TASK TO COMPLETE:
From the first line of the data through the line containing "if let Some(id)", return each line exactly.

[Dataset records]
- Opening Delimiter -

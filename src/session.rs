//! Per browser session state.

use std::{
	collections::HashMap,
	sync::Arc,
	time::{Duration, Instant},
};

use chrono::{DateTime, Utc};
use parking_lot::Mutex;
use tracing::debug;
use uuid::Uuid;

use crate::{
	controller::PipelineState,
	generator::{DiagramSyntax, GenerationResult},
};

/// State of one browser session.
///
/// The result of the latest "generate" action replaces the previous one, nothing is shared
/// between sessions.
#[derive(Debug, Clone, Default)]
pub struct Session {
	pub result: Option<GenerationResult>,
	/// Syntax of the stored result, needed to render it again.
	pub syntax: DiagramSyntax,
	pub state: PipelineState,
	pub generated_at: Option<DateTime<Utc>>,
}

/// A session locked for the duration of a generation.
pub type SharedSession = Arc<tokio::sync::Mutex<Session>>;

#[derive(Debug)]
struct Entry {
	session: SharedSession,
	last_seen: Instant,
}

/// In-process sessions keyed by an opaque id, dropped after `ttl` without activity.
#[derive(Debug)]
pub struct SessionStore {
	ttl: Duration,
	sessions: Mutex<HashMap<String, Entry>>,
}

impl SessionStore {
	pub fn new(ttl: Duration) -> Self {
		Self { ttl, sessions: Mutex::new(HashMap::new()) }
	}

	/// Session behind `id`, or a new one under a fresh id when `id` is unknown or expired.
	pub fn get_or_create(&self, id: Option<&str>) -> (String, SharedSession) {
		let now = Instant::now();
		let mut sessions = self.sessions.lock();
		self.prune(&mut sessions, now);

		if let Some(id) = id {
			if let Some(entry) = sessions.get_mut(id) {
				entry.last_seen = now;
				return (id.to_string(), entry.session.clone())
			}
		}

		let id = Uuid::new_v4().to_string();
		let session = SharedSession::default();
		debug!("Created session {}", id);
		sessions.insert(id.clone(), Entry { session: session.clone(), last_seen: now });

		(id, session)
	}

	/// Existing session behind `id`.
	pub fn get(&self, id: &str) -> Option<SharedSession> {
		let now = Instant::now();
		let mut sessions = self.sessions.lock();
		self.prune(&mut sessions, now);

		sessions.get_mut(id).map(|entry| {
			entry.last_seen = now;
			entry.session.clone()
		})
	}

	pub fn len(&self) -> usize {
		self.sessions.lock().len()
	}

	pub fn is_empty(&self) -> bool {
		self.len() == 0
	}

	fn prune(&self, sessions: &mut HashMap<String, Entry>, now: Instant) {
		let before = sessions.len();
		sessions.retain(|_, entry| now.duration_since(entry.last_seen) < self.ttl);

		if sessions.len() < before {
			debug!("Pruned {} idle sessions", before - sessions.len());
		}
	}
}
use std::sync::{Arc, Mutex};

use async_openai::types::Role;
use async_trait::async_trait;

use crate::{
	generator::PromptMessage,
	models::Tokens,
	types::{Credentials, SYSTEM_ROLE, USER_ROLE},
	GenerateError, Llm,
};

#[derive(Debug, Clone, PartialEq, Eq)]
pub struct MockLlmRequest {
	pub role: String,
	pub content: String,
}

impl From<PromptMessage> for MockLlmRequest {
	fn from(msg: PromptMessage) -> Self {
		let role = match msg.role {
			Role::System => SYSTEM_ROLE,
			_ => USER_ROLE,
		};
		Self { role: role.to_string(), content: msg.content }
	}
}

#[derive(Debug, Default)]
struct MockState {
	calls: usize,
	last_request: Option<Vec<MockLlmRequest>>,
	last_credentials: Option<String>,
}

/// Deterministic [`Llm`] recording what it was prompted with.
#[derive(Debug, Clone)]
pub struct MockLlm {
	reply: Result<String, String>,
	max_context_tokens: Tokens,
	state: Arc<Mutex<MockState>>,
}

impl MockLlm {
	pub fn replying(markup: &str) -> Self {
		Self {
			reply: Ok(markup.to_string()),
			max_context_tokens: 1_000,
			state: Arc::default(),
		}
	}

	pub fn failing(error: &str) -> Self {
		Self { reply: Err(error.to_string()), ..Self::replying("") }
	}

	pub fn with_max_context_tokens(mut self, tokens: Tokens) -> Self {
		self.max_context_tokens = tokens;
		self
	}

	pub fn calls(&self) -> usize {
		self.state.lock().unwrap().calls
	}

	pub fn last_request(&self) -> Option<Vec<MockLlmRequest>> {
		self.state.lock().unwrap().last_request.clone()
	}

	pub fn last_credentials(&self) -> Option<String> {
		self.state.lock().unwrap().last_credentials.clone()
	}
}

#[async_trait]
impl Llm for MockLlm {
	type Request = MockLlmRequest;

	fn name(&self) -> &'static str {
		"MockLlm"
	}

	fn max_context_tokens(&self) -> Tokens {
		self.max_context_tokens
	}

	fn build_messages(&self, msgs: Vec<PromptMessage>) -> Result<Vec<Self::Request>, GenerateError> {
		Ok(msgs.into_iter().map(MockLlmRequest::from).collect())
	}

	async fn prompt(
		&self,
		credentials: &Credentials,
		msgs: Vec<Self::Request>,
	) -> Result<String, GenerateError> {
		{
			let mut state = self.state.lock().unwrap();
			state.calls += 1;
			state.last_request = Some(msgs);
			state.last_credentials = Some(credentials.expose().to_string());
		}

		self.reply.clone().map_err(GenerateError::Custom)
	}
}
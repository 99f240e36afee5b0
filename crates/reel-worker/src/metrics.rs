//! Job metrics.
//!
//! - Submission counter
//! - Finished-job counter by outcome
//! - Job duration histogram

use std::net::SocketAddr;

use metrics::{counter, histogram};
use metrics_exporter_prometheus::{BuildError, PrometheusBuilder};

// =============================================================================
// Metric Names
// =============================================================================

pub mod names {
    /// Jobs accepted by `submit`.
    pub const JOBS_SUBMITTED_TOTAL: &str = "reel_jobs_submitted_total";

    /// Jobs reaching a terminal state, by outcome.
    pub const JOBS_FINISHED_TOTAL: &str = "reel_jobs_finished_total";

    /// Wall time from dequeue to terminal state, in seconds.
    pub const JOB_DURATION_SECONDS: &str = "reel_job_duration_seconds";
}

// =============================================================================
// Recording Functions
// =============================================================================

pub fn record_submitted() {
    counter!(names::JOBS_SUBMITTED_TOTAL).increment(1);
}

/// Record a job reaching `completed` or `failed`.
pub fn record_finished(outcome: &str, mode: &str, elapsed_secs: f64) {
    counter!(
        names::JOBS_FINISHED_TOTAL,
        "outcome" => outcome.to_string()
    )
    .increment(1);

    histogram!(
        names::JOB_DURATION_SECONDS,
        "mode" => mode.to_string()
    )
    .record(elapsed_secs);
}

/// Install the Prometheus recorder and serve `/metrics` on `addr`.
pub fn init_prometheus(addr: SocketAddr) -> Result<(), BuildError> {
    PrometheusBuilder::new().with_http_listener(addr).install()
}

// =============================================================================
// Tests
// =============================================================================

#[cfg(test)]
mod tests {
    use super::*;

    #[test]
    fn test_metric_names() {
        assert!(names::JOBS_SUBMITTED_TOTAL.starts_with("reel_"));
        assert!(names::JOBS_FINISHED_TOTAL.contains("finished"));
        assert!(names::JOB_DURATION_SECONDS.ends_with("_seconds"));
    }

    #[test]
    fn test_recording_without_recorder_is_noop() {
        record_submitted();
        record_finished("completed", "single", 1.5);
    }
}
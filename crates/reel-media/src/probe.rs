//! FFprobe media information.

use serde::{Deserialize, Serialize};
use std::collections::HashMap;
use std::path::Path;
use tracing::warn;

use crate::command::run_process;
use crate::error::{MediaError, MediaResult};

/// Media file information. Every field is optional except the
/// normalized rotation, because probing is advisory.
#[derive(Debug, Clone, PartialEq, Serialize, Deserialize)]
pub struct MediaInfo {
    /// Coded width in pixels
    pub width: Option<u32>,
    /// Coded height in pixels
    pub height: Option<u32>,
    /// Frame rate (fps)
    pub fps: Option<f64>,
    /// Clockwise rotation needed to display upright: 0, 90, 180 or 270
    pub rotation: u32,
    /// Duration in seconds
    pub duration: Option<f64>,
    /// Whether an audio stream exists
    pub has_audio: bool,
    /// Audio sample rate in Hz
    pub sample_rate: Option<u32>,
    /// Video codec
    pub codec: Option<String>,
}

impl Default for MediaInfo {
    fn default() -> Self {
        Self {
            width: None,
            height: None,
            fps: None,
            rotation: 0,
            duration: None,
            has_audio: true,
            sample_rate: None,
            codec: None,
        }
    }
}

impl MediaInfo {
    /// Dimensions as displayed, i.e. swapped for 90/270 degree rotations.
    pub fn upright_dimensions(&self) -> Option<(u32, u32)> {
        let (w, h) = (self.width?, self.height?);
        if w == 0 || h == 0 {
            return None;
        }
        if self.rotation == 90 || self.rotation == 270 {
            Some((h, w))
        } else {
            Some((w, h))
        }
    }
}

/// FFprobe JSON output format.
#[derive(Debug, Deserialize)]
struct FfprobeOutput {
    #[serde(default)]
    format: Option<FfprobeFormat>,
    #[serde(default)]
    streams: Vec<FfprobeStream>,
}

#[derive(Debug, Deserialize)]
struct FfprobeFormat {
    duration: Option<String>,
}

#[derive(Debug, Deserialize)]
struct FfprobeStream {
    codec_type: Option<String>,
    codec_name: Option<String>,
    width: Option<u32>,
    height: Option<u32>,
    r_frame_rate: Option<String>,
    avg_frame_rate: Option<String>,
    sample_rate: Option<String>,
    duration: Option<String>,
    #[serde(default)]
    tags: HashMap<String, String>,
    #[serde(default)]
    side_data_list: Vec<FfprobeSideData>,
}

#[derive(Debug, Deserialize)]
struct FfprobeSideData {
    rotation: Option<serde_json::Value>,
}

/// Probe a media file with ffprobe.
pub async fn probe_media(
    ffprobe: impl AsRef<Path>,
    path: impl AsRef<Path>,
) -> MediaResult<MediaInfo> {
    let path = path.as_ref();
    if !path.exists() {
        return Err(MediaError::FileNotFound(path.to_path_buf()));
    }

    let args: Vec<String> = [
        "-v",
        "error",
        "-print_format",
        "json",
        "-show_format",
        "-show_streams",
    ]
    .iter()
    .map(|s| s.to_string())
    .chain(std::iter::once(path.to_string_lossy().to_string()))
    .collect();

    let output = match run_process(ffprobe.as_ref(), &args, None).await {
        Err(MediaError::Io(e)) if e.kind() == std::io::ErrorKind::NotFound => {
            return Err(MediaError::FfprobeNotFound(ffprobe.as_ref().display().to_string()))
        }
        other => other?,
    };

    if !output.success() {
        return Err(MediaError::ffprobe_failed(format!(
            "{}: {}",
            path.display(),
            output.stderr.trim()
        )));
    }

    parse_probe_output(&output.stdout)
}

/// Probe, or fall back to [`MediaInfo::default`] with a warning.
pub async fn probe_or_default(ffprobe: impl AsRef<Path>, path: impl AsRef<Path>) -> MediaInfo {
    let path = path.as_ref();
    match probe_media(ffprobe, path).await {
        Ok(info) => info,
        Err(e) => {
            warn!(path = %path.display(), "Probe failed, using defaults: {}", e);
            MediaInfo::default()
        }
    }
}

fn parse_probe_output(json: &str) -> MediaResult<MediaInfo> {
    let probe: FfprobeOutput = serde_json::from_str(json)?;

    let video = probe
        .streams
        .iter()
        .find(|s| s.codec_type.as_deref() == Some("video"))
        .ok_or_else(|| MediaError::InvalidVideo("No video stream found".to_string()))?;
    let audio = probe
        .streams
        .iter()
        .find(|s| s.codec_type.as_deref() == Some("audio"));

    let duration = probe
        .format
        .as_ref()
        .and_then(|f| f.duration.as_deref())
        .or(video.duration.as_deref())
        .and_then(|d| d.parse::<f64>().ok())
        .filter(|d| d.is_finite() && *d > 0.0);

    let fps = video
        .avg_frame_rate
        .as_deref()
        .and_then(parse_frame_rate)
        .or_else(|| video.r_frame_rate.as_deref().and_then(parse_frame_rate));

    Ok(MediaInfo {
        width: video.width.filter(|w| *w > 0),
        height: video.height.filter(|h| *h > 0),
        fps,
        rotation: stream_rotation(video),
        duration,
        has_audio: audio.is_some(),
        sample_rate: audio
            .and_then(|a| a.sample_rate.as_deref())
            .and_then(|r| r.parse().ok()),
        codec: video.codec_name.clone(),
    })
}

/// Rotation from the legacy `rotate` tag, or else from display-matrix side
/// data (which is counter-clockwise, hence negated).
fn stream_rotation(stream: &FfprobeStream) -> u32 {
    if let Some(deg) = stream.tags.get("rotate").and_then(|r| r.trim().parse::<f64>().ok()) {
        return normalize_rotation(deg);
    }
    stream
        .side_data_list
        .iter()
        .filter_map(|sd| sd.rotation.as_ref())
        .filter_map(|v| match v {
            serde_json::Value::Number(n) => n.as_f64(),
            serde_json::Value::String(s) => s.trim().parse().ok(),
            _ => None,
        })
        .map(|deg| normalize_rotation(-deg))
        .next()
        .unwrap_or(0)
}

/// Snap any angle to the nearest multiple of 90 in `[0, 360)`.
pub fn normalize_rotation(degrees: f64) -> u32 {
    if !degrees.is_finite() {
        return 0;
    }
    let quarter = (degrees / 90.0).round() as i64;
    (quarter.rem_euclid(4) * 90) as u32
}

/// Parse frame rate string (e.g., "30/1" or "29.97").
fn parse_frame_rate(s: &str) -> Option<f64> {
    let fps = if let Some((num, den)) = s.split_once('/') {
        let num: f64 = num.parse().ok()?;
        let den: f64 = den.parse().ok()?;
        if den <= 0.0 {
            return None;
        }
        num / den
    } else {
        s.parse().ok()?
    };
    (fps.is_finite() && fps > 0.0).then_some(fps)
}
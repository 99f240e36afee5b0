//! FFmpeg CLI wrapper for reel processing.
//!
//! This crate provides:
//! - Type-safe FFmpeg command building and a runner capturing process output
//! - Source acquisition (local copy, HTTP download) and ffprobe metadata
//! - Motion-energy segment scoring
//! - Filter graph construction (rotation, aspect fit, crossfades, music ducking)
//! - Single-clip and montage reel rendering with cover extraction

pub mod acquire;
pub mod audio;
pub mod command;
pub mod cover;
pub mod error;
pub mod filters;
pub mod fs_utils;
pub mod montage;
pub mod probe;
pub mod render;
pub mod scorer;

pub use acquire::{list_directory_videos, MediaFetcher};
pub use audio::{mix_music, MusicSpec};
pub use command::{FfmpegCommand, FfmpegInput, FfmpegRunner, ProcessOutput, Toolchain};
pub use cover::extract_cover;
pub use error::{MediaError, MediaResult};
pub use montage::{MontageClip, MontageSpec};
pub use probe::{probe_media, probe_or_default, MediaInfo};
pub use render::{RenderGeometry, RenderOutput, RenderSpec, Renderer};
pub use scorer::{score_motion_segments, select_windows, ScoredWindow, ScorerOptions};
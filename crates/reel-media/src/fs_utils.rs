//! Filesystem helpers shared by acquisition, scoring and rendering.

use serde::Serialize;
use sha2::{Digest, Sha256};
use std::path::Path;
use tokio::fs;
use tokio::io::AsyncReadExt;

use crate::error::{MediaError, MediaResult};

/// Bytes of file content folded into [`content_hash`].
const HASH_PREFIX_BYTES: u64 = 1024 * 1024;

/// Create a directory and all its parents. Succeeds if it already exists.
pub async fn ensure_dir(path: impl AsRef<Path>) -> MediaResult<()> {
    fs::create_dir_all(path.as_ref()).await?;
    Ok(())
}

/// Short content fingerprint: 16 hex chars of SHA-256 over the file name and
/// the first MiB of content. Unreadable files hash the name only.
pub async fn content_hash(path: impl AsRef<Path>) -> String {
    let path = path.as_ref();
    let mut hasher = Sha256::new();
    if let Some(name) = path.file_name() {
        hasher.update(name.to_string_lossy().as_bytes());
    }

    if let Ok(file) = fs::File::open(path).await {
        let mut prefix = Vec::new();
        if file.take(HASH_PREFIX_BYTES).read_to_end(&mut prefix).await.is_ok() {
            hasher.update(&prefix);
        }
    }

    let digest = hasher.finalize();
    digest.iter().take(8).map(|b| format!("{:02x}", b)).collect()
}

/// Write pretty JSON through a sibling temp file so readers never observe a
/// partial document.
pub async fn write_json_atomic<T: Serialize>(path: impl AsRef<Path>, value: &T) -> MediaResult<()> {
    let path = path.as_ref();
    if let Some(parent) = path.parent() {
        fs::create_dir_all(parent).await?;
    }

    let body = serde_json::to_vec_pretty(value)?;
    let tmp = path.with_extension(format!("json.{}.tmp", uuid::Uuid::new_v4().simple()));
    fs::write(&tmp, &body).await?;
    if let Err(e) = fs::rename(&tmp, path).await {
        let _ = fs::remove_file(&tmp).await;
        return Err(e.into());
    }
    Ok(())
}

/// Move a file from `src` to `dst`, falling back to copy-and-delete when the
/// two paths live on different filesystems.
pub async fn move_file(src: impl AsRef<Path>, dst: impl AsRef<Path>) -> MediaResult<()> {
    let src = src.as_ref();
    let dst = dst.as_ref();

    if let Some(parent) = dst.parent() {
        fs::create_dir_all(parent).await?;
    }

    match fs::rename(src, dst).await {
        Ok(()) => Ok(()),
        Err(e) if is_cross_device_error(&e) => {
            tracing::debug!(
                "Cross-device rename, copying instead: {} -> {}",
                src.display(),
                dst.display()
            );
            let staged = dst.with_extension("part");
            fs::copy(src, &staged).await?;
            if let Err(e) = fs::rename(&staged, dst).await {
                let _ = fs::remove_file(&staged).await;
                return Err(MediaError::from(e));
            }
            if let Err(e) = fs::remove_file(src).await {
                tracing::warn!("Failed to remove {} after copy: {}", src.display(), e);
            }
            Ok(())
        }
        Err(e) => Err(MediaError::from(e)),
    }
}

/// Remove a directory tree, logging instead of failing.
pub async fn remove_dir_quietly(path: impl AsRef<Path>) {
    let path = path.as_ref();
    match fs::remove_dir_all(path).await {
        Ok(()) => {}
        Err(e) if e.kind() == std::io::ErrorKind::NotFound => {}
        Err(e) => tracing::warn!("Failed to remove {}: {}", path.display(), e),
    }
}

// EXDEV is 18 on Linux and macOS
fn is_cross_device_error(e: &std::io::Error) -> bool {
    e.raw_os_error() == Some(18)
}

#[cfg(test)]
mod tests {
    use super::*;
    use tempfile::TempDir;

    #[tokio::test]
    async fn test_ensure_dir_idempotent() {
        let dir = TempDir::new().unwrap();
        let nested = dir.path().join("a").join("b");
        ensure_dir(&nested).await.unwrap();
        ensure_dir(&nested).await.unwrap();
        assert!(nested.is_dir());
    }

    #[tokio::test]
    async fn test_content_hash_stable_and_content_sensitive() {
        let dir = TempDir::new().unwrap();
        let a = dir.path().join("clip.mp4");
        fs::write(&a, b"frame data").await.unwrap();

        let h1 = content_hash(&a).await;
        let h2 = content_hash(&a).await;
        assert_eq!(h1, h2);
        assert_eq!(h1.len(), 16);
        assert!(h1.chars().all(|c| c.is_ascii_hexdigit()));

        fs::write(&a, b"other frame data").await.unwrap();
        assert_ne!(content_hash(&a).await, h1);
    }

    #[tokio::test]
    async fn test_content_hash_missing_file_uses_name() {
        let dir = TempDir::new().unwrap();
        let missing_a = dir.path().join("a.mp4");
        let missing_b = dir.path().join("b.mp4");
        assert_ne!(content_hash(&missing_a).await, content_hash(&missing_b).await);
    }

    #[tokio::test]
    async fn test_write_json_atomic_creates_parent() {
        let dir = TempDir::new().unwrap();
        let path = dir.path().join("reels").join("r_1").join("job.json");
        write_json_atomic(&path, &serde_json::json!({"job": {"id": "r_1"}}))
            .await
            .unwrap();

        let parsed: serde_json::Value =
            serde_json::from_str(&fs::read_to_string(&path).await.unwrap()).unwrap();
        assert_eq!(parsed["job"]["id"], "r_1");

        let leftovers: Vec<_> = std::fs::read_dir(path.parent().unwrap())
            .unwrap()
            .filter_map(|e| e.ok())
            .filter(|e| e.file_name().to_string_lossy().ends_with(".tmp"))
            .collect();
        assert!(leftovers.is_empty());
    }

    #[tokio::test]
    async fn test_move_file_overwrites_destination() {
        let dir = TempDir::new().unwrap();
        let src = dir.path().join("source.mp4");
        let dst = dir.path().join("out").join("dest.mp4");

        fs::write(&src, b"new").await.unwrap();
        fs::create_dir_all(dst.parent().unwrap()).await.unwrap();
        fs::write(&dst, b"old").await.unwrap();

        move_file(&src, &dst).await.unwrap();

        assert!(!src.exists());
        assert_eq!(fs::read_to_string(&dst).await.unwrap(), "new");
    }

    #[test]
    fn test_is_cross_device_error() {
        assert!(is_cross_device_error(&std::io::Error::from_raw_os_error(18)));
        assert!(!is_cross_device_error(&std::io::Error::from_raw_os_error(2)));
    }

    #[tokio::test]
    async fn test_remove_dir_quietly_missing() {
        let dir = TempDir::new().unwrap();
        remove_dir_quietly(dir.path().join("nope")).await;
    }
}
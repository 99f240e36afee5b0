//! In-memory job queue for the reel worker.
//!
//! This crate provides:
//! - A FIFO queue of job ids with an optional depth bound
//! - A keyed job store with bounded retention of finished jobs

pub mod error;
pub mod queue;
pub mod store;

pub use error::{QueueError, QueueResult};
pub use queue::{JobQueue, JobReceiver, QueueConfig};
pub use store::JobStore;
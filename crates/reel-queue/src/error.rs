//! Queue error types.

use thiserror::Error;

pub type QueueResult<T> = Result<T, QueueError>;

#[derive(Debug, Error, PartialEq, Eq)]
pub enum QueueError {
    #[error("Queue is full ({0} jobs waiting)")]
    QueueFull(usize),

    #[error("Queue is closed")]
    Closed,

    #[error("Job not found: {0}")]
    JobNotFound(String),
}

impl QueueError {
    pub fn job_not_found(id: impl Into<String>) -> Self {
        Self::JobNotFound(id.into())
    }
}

- Closing Delimiter -

WRITTEN REPLY:
filename src/session.rs
//! Per browser session state.

use std::{
	collections::HashMap,
	sync::Arc,
	time::{Duration, Instant},
};

use chrono::{DateTime, Utc};
use parking_lot::Mutex;
use tracing::debug;
use uuid::Uuid;

use crate::{
	controller::PipelineState,
	generator::{DiagramSyntax, GenerationResult},
};

/// State of one browser session.
///
/// The result of the latest "generate" action replaces the previous one, nothing is shared
/// between sessions.
#[derive(Debug, Clone, Default)]
pub struct Session {
	pub result: Option<GenerationResult>,
	/// Syntax of the stored result, needed to render it again.
	pub syntax: DiagramSyntax,
	pub state: PipelineState,
	pub generated_at: Option<DateTime<Utc>>,
}

/// A session locked for the duration of a generation.
pub type SharedSession = Arc<tokio::sync::Mutex<Session>>;

#[derive(Debug)]
struct Entry {
	session: SharedSession,
	last_seen: Instant,
}

/// In-process sessions keyed by an opaque id, dropped after `ttl` without activity.
#[derive(Debug)]
pub struct SessionStore {
	ttl: Duration,
	sessions: Mutex<HashMap<String, Entry>>,
}

impl SessionStore {
	pub fn new(ttl: Duration) -> Self {
		Self { ttl, sessions: Mutex::new(HashMap::new()) }
	}

	/// Session behind `id`, or a new one under a fresh id when `id` is unknown or expired.
	pub fn get_or_create(&self, id: Option<&str>) -> (String, SharedSession) {
		let now = Instant::now();
		let mut sessions = self.sessions.lock();
		self.prune(&mut sessions, now);

		if let Some(id) = id {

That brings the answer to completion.